Average brightness with Clojure is very slow
Being new to Clojure, I would like to compute the average luminance of (many) jpg images. To do this, I load the image into memory using ImageIO/read
from Java, fetch the byte buffer behind it, and apply the average.
(defn brightness
"Computes the average brightness of an image."
[^File file]
(-> file
ImageIO/read
.getRaster
.getDataBuffer
.getData
byteaverage))
Here the average value
(defn byteaverage
[numbers]
(/ (float
(->> numbers
(map bytetoint)
(apply +)))
(count numbers))
)
be aware that bytes are Java signed and you must first convert them to large enough integers.
(defn bytetoint
[b]
(bit-and b 0xFF)
)
While this gives the correct results, it is very slow. For 20MP images, it takes about 10-20 seconds. The disk is not a problem. From the game, the time
culprit appears to be a transformation bytetoint
. Merely mapping this bytetoint
to a byte array eats 8GB of memory and doesn't end up in the REPL.
Why is this and what can be done about it?
PS: I know it is possible to use other programming languages, libraries, multithreading, or change the algorithm. My point is that the above Clojure code should be much faster and I would like to understand why it is not.
source to share
Basically you control a lot of plumbing in a very tight loop like boxing, converting, using overly lazy sequences, etc.
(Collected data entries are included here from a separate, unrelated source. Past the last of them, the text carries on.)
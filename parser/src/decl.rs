//! Per-block recursive-descent parsers.
//!
//! Each scanner block kind has one nom parser here producing borrowed pieces
//! of the block text; [`Declaration`] is the owned, prefix-stripped result
//! handed to the IR builder.

use nom::bytes::complete::{tag, take_until};
use nom::character::complete::char;
use nom::combinator::{map_opt, opt};
use nom::sequence::{delimited, terminated};
use nom::Parser;
use nom_language::error::{convert_error, VerboseError};

use crate::ast::{Defaults, Field, Param};
use crate::conventions::{split_group, strip_function_prefix, strip_type_prefix, EXPORT_MARKER};
use crate::error::{Error, Result};
use crate::init;
use crate::lex::{identifier, sp, sp1, strip_comments, Res};
use crate::scanner::{Block, BlockKind, SourceBlock};

/// One fully parsed declaration, names already stripped of their prefix.
#[derive(Clone, Debug, PartialEq)]
pub enum Declaration {
    Enum {
        name: String,
        members: Vec<String>,
    },
    Bitmask {
        group: String,
        flag: String,
    },
    Struct {
        name: String,
        fields: Vec<Field>,
    },
    Function {
        name: String,
        params: Vec<Param>,
        return_type: String,
    },
    StructInit {
        name: String,
        defaults: Defaults,
    },
}

/// Everything up to and including the next `}`, yielding the text before it.
fn until_brace(input: &str) -> Res<'_, &str> {
    terminated(take_until("}"), char('}')).parse(input)
}

/// Everything up to the call parentheses.
fn head(input: &str) -> Res<'_, &str> {
    take_until("(").parse(input)
}

fn parenthesized(input: &str) -> Res<'_, &str> {
    delimited(char('('), take_until(")"), char(')')).parse(input)
}

/// `double r` -> `("double", "r")`; `WGPUChainedStruct const * nextInChain`
/// -> `("WGPUChainedStruct const *", "nextInChain")`.
fn declarator(text: &str) -> Option<(&str, &str)> {
    let (ctype, name) = text.trim().rsplit_once(char::is_whitespace)?;
    let ctype = ctype.trim();
    if ctype.is_empty() || name.is_empty() {
        return None;
    }
    Some((ctype, name))
}

/// `typedef enum WGPUName { ... }`, yielding the name and the member constants.
/// Every non-empty entry must be `WGPUName_Member = value`; comments are stripped beforehand.
fn enum_decl(input: &str) -> Res<'_, (&str, Vec<&str>)> {
    let (input, _) = (tag("typedef"), sp1, tag("enum"), sp1).parse(input)?;
    let (input, name) = identifier(input)?;
    let (input, _) = (sp, char('{')).parse(input)?;
    let (input, body) = until_brace(input)?;

    let mut members = vec![];
    for entry in body.split(',').map(str::trim).filter(|entry| !entry.is_empty()) {
        let (_, member) = terminated(identifier, (sp, char('='))).parse(entry)?;
        members.push(member);
    }

    Ok((input, (name, members)))
}

/// `static const WGPUType WGPUType_Flag = value;`, yielding the constant name.
fn bitmask_decl(input: &str) -> Res<'_, &str> {
    let (input, _) = (tag("static"), sp1, tag("const"), sp1, identifier, sp1).parse(input)?;
    terminated(identifier, (sp, char('='))).parse(input)
}

/// `typedef struct WGPUName { type name; ... }`, yielding the name and the raw body.
fn struct_decl(input: &str) -> Res<'_, (&str, &str)> {
    let (input, _) = (tag("typedef"), sp1, tag("struct"), sp1).parse(input)?;
    let (input, name) = identifier(input)?;
    let (input, _) = (sp, char('{')).parse(input)?;
    let (input, body) = until_brace(input)?;

    Ok((input, (name, body)))
}

/// `[WGPU_EXPORT] ret wgpuName(params)`, yielding return type, name and raw parameters.
fn function_decl(input: &str) -> Res<'_, (&str, &str, &str)> {
    let (input, _) = (sp, opt((tag(EXPORT_MARKER), sp1))).parse(input)?;
    let (input, (return_type, name)) = map_opt(head, declarator).parse(input)?;
    let (input, params) = parenthesized(input)?;

    Ok((input, (return_type, name, params)))
}

fn fields(body: &str) -> Vec<Field> {
    body.split(';')
        .filter_map(declarator)
        .map(|(ctype, name)| Field::new(ctype.to_string(), name.to_string(), None))
        .collect()
}

fn params(raw: &str) -> Vec<Param> {
    raw.split(',')
        .filter_map(declarator)
        .map(|(ctype, name)| Param::new(ctype.to_string(), name.to_string()))
        .collect()
}

fn mismatch(line: usize, kind: BlockKind, text: &str, detail: String) -> Error {
    Error::PatternMismatch {
        line,
        kind,
        text: text.trim().to_string(),
        detail,
    }
}

fn nom_detail(input: &str, err: nom::Err<VerboseError<&str>>) -> String {
    match err {
        nom::Err::Error(e) | nom::Err::Failure(e) => convert_error(input, e),
        nom::Err::Incomplete(_) => String::from("incomplete input"),
    }
}

/// `WGPUMapMode_Read` -> `("MapMode", "Read")`.
fn grouped<'a>(line: usize, kind: BlockKind, text: &str, constant: &'a str) -> Result<(&'a str, &'a str)> {
    match split_group(constant) {
        Some((group, member)) if !member.is_empty() => Ok((strip_type_prefix(group), member)),
        _ => Err(mismatch(
            line,
            kind,
            text,
            format!("`{}` has no group separator", constant),
        )),
    }
}

impl Declaration {
    pub fn from_block(source: &SourceBlock) -> Result<Declaration> {
        let line = source.line();
        let kind = source.block().kind();

        match source.block() {
            Block::Enum(text) => {
                let stripped = strip_comments(text);
                let (_, (name, constants)) = enum_decl(&stripped)
                    .map_err(|e| mismatch(line, kind, text, nom_detail(&stripped, e)))?;

                let mut members = vec![];
                for constant in constants {
                    let (_, member) = grouped(line, kind, text, constant)?;
                    members.push(member.to_string());
                }

                Ok(Declaration::Enum {
                    name: strip_type_prefix(name).to_string(),
                    members,
                })
            }
            Block::Bitmask(text) => {
                let (_, constant) =
                    bitmask_decl(text).map_err(|e| mismatch(line, kind, text, nom_detail(text, e)))?;
                let (group, flag) = grouped(line, kind, text, constant)?;

                Ok(Declaration::Bitmask {
                    group: group.to_string(),
                    flag: flag.to_string(),
                })
            }
            Block::Struct(text) => {
                let flat = strip_comments(text).replace('\n', "");
                let (_, (name, body)) =
                    struct_decl(&flat).map_err(|e| mismatch(line, kind, text, nom_detail(&flat, e)))?;

                Ok(Declaration::Struct {
                    name: strip_type_prefix(name).to_string(),
                    fields: fields(body),
                })
            }
            Block::Function(text) => {
                let (_, (return_type, name, raw_params)) =
                    function_decl(text).map_err(|e| mismatch(line, kind, text, nom_detail(text, e)))?;

                Ok(Declaration::Function {
                    name: strip_function_prefix(name).to_string(),
                    params: params(raw_params),
                    return_type: return_type.replace(EXPORT_MARKER, "").trim().to_string(),
                })
            }
            Block::StructInit(text) => {
                let normalized = init::normalize(text);
                let (_, decl) = init::struct_init_decl(&normalized)
                    .map_err(|e| mismatch(line, kind, text, nom_detail(&normalized, e)))?;

                Ok(Declaration::StructInit {
                    name: strip_type_prefix(decl.name).to_string(),
                    defaults: decl.defaults,
                })
            }
        }
    }
}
A lot of the benefits you get from modern cpus fly right out of the window; such as preloading cache lines, branch prediction, etc.
This type of loop (computational sum) is much better achieved in terms of a more direct form of computation, such as the clojure construct loop
, something like:
(defn get-sum [^bytes data]
(let [m (alength data)]
(loop [idx 0 sum 0]
(if (< idx m)
(recur (inc idx) (unchecked-add sum (bit-and (aget data idx) 0xff)))
(/ sum m)))))
This is untested, so you might need to adapt it, but it shows a few things:
- Using type array access
- Using a forward loop which is very efficient
- Using "integer" (long) math for the actual loop and division only at the end
- Using unchecked-math which greatly improves performance in tight loops
Edit
You can also use other forms that might work even better, such dotimes
as internally mutable state (like a long vector of size 1) if you really need to squeeze out performance, but by then, you can write a small method in java;)
source to share
If you want to do it very quickly in java you can use these options (it's best to use all of them):
- use java wrapper for libjpeg-turbo as jpeg decompression library - it's 30x faster than ImageIO ...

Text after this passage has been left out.